As new technologies surface and means of communication and transportation evolve, the world is becoming increasingly rapid and efficient. One of the main results of this speed is disruption. Hence, some companies have turned towards Design Thinking to better understand this disruption and preserve their competitiveness.

Design Thinking is not an experiment; it empowers and encourages us to experiment.
— Idris Motee, CEO of Idea Couture

We can undeniably agree that the rate of change today is faster than it has even been before.  Businesses now need a new, smart, social, agile and creative way to put innovation at the center of every action. That way is what management experts call Design Thinking. It is a proven and repeatable problem solving protocol that any firm can implement to achieve big results.
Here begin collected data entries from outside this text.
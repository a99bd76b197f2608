//! Error types / 错误类型
//!
//! Every network-facing operation returns [`OssError`]. Context wrappers keep
//! the underlying kind reachable through [`OssError::kind`].

use thiserror::Error;

pub type Result<T, E = OssError> = std::result::Result<T, E>;

#[derive(Debug, Error)]
pub enum OssError {
    /// Credential acquisition failed / 获取凭证失败
    #[error("authentication failed: {0}")]
    Auth(String),

    /// Non-success HTTP response / 非成功HTTP响应
    #[error("[{status}] {body}")]
    Remote { status: u16, body: String },

    /// Signed URL rejected with 403 / 签名URL已过期
    #[error("signed URL expired: [403] {body}")]
    UrlExpired { body: String },

    /// Transport failure (connect, timeout, ...) / 传输层错误
    #[error("request failed: {0}")]
    Http(#[from] reqwest::Error),

    /// Local file I/O failure other than end-of-file / 本地文件读取失败
    #[error("file I/O error: {0}")]
    Read(#[from] std::io::Error),

    #[error("size mismatch: expected {expected} bytes, got {actual}")]
    SizeMismatch { expected: u64, actual: u64 },

    /// Malformed response body / 响应体解析失败
    #[error("failed to decode response: {0}")]
    Decode(String),

    #[error("invalid configuration: {0}")]
    Config(String),

    #[error("{context}: {source}")]
    Context {
        context: String,
        #[source]
        source: Box<OssError>,
    },
}

/// Flattened error kind, ignoring context wrappers / 错误种类
#[derive(Debug, Clone, Copy, PartialEq, Eq)]
pub enum ErrorKind {
    Auth,
    Remote,
    UrlExpired,
    Http,
    Read,
    SizeMismatch,
    Decode,
    Config,
}

impl OssError {
    /// Build a remote error from a status and response body
    pub fn remote(status: reqwest::StatusCode, body: String) -> Self {
        OssError::Remote { status: status.as_u16(), body }
    }

    /// Rejection of a data-plane transfer; 403 means the signed URL expired
    pub fn transfer_rejected(status: reqwest::StatusCode, body: String) -> Self {
        if status == reqwest::StatusCode::FORBIDDEN {
            OssError::UrlExpired { body }
        } else {
            Self::remote(status, body)
        }
    }

    /// Wrap with a description of the stage that failed / 添加出错阶段描述
    pub fn context(self, context: impl Into<String>) -> Self {
        OssError::Context {
            context: context.into(),
            source: Box::new(self),
        }
    }

    /// Innermost error, skipping context wrappers
    pub fn root(&self) -> &OssError {
        let mut err = self;
        while let OssError::Context { source, .. } = err {
            err = source;
        }
        err
    }

    pub fn kind(&self) -> ErrorKind {
        match self.root() {
            OssError::Auth(_) => ErrorKind::Auth,
            OssError::Remote { .. } => ErrorKind::Remote,
            OssError::UrlExpired { .. } => ErrorKind::UrlExpired,
            OssError::Http(_) => ErrorKind::Http,
            OssError::Read(_) => ErrorKind::Read,
            OssError::SizeMismatch { .. } => ErrorKind::SizeMismatch,
            OssError::Decode(_) => ErrorKind::Decode,
            OssError::Config(_) => ErrorKind::Config,
            OssError::Context { .. } => unreachable!("root() never returns a context wrapper"),
        }
    }

    /// Whether the retry layer may try the operation again / 是否可重试
    ///
    /// Expired URLs are not retried here: the same URL would fail again, the
    /// upload job requests a fresh batch instead.
    pub fn is_retryable(&self) -> bool {
        matches!(self.kind(), ErrorKind::Remote | ErrorKind::Http)
    }
}

impl From<serde_json::Error> for OssError {
    fn from(e: serde_json::Error) -> Self {
        OssError::Decode(e.to_string())
    }
}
The definition given by Tim Brown, president and CEO of IDEO, is a “human-centered approach to innovation that draws from the designer’s toolkit to integrate the needs of people, the possibilities of technology, and the requirements for business success”. Arguably, the process is typically split into a few steps:

  • Empathize: learn about the audience for whom you are designing
  • Define: construct a point of view that is based on user needs and insights
  • Ideate: Brainstorm and come up with creatives solutions
  • Prototype: Build a representation of one or more ideas to show to others
  • Test: Return to your original user group and testing your ideas for feedback

A few tips to fully take advantage of Design Thinking

  • Invite everyone in the firm to participate in the strategic innovation: it is important to hear all   perspectives before taking an important decision because you never know who might have the best idea until you give them the opportunity to do so.
  • Accept differences and take them into consideration: not everyone has a creative approach when  tackling problems. Take every point of view and mend them together to create something great and unique. The key is not to judge each other because all ideas can have potential. Once this comfort zone disappears, it will increase participation and provide you with more ideas to eventually crystallize into gold.
  • Tolerate mistakes: the objective is to be better not perfect. Ideation must be a learning process and mistakes must be accepted.
  • Give credit to the right people and celebrate: once a goal is achieved, it is important to celebrate and highlight the results to the various stakeholders.
  • Lose control: creative personalities are the type to bend the rules by nature. Hence, it is fundamental to encourage this mindset and allow some freedom from time to time for exploration while maintaining the focus on problem solving and key metrics.

Bottom line, I see Design Thinking at the core of every strategy development and organizational change to create a culture that is focused on problem solving. It is a real framework for innovation, growth and profitability. These principles illustrated above will remain timeless for generations to come.

I highly encourage you to check out the book, Design Thinking for Strategic Innovation by Idris Motee. He’s a real genius!